In New York, she opened her Dance Drama School, which, though an artistic success, was not a financial one. Moving to the Young Men's and Young Women's Hebrew Association, Bird worked developing a dance program for young people with Doris Humphrey. At the YM-YWHA, she founded the children's company The Merry-Go-Rounders, which went on to great success and enticed a who's-who of the New York dance community to produce works for it. She was with the program until 1966. During her years in New York, Bird became involved in the running of the Dance Notation Bureau and co-founded the American Dance Guild and the Congress on Research in Dance (CORD).

In England at the Laban Centre

In 1973, Bird's work with Labanotation at the Dance Notation Bureau led her to request a visit by Marion North of the Laban Art of Movement Studio, which was then attached to Goldsmiths College of the University of London. The two formed an instant and lasting friendship. Later that year, Bird was invited to become principal lecturer at the institution charged with developing a "dance theatre department" at the Laban Centre. In 1977 and '78, the Council for National Academic Awards (CNAA) validated the dance theater Bachelor of Arts degree developed under the leadership of Bird and North. It was the first such degree in the United Kingdom. This was followed in 1981 by a pioneering MA degree in dance and in 1984 with doctorate degrees. Advances led by Bird and North in the academic realm were augmented by moves in dance performance. In 1982, a Dance Performance Course was set in motion to act as a bridge between dance school and the dance profession and to encourage young choreographers, with a performing entity at its heart, Transitions Dance Company. Furthering this work, friends of Bird celebrated her 70th birthday in 1984 by instituting the Bonnie Bird Choreography Fund, whose awards are known, after 2015, as "The Bonnies." Bird retired from Laban in 1989. A year later, in 1990, the CNAA awarded Bird a Doctor of Arts degree, honoris causa, for her work pioneering degree programs in dance in the UK.

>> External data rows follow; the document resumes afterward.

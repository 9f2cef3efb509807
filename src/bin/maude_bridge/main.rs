//! Maude bridge entrypoint: a hidden Erlang node that serves REPL requests.
//!
//! Exit status is 0 after a `stop` request or a termination signal and 1 for
//! any startup failure or a lost peer connection.

use clap::Parser;
use maude_bridge::bridge::{run_bridge, LoopExit};
use maude_bridge::config::BridgeConfig;
use maude_bridge::{init_logging, install_panic_hook, ShutdownFlag};
use std::process::ExitCode;
use tracing::{error, info};

fn main() -> ExitCode {
    let mut config = match BridgeConfig::try_parse() {
        Ok(config) => config,
        Err(err) if !err.use_stderr() => err.exit(),
        Err(err) => {
            let _ = err.print();
            return ExitCode::FAILURE;
        }
    };
    if let Err(err) = config.validate() {
        eprintln!("maude_bridge: {err:#}");
        return ExitCode::FAILURE;
    }
    if let Err(err) = init_logging(&config) {
        eprintln!("maude_bridge: {err:#}");
        return ExitCode::FAILURE;
    }
    install_panic_hook();

    let shutdown = ShutdownFlag::new();
    if let Err(err) = shutdown.register_signals() {
        error!("{err}");
        return ExitCode::FAILURE;
    }

    match run_bridge(&config, shutdown) {
        Ok(LoopExit::Shutdown) => {
            info!("bridge stopped");
            ExitCode::SUCCESS
        }
        Ok(LoopExit::ConnectionLost) => {
            error!("bridge exiting after losing the peer connection");
            ExitCode::FAILURE
        }
        Err(err) => {
            error!("startup failed: {err:#}");
            ExitCode::FAILURE
        }
    }
}
use std::io::{self, ErrorKind};
use std::os::unix::io::RawFd;
use std::time::{Duration, Instant};

/// Outcome of waiting for a descriptor to become readable or writable.
#[derive(Debug, Clone, Copy, PartialEq, Eq)]
pub(crate) enum Readiness {
    Ready,
    TimedOut,
}

pub(crate) fn should_retry_io_error(err: &io::Error) -> bool {
    err.kind() == ErrorKind::Interrupted || err.kind() == ErrorKind::WouldBlock
}

/// Block in `poll(2)` until `fd` is readable (or hung up) or `timeout` elapses.
///
/// `EINTR` is surfaced as an `Interrupted` error so callers can re-check
/// their shutdown state before waiting again.
pub(crate) fn wait_readable(fd: RawFd, timeout: Duration) -> io::Result<Readiness> {
    wait_for_events(fd, libc::POLLIN, timeout)
}

/// Like [`wait_readable`], for room in a pipe's write buffer.
fn wait_writable(fd: RawFd, timeout: Duration) -> io::Result<Readiness> {
    wait_for_events(fd, libc::POLLOUT, timeout)
}

fn wait_for_events(fd: RawFd, events: libc::c_short, timeout: Duration) -> io::Result<Readiness> {
    let mut pollfd = libc::pollfd {
        fd,
        events,
        revents: 0,
    };
    // Round up so a sub-millisecond remainder still waits instead of spinning.
    let millis = timeout
        .as_micros()
        .div_ceil(1000)
        .min(libc::c_int::MAX as u128) as libc::c_int;
    // SAFETY: pollfd is a valid, initialized struct and nfds matches its count.
    let ready = unsafe { libc::poll(&mut pollfd, 1, millis) };
    if ready < 0 {
        return Err(io::Error::last_os_error());
    }
    if ready == 0 {
        return Ok(Readiness::TimedOut);
    }
    Ok(Readiness::Ready)
}

/// Single `read(2)` into `buf`; `Ok(0)` means the writer side closed.
pub(crate) fn read_chunk(fd: RawFd, buf: &mut [u8]) -> io::Result<usize> {
    // SAFETY: buf is a valid writable slice of buf.len() bytes.
    let n = unsafe { libc::read(fd, buf.as_mut_ptr() as *mut libc::c_void, buf.len()) };
    if n < 0 {
        return Err(io::Error::last_os_error());
    }
    Ok(n as usize)
}

/// Write the entire buffer to the REPL's non-blocking stdin, waiting for
/// pipe space until `deadline`.
///
/// A REPL that stops draining its input yields a `TimedOut` error instead of
/// blocking the caller.
pub(super) fn write_all(fd: RawFd, mut data: &[u8], deadline: Instant) -> io::Result<()> {
    while !data.is_empty() {
        // SAFETY: data points to data.len() initialized bytes.
        let written = unsafe { libc::write(fd, data.as_ptr() as *const libc::c_void, data.len()) };
        if written < 0 {
            let err = io::Error::last_os_error();
            if err.kind() == ErrorKind::Interrupted {
                continue;
            }
            if err.kind() != ErrorKind::WouldBlock {
                return Err(err);
            }
            let remaining = deadline.saturating_duration_since(Instant::now());
            if remaining.is_zero() {
                return Err(write_timed_out(data.len()));
            }
            match wait_writable(fd, remaining) {
                Ok(Readiness::Ready) => {}
                Ok(Readiness::TimedOut) => return Err(write_timed_out(data.len())),
                Err(err) if err.kind() == ErrorKind::Interrupted => {}
                Err(err) => return Err(err),
            }
            continue;
        }
        if written == 0 {
            return Err(io::Error::new(ErrorKind::WriteZero, "write to REPL returned 0"));
        }
        data = data.get(written as usize..).unwrap_or(&[]);
    }
    Ok(())
}

fn write_timed_out(unwritten: usize) -> io::Error {
    io::Error::new(
        ErrorKind::TimedOut,
        format!("REPL stopped reading input ({unwritten} bytes unwritten)"),
    )
}

/// Write `command` and terminate it with a newline unless it already ends in one.
pub(super) fn write_line(fd: RawFd, command: &[u8], timeout: Duration) -> io::Result<()> {
    let deadline = Instant::now() + timeout;
    write_all(fd, command, deadline)?;
    if !command.ends_with(b"\n") {
        write_all(fd, b"\n", deadline)?;
    }
    Ok(())
}

/// Put a descriptor in non-blocking mode.
///
/// # Safety
///
/// `fd` must be a valid, open file descriptor.
pub(super) unsafe fn set_nonblocking(fd: RawFd) -> io::Result<()> {
    let flags = libc::fcntl(fd, libc::F_GETFL, 0);
    if flags < 0 {
        return Err(io::Error::last_os_error());
    }
    if libc::fcntl(fd, libc::F_SETFL, flags | libc::O_NONBLOCK) < 0 {
        return Err(io::Error::last_os_error());
    }
    Ok(())
}

/// Close a file descriptor while ignoring errors.
///
/// # Safety
///
/// `fd` must be a valid, open file descriptor (or negative to ignore).
pub(super) unsafe fn close_fd(fd: RawFd) {
    if fd >= 0 {
        let _ = libc::close(fd);
    }
}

In 2002 at the opening of the Laban Dance Centre in London's Creekside—seven years after her death—Bird was honored by the naming of the 300-seat main performance venue as the Bonnie Bird Theatre. In 2005, the Laban Centre merged with Trinity College of Music to become the Trinity Laban Conservatoire of Music and Dance.

==Personal life==
Bird married Ralph Gundlach in Seattle Washington on May 19, 1938. Bird was 41 years of age when she gave birth to her first child, Heidi Gundlach in 1955. Scott Gundlach followed in 1957. The family later adopted Michael, the son of Gundlach's daughter from an earlier marriage, Joan. Bonnie Bird died in Tiburon, California, near San Francisco, on April 9, 1995.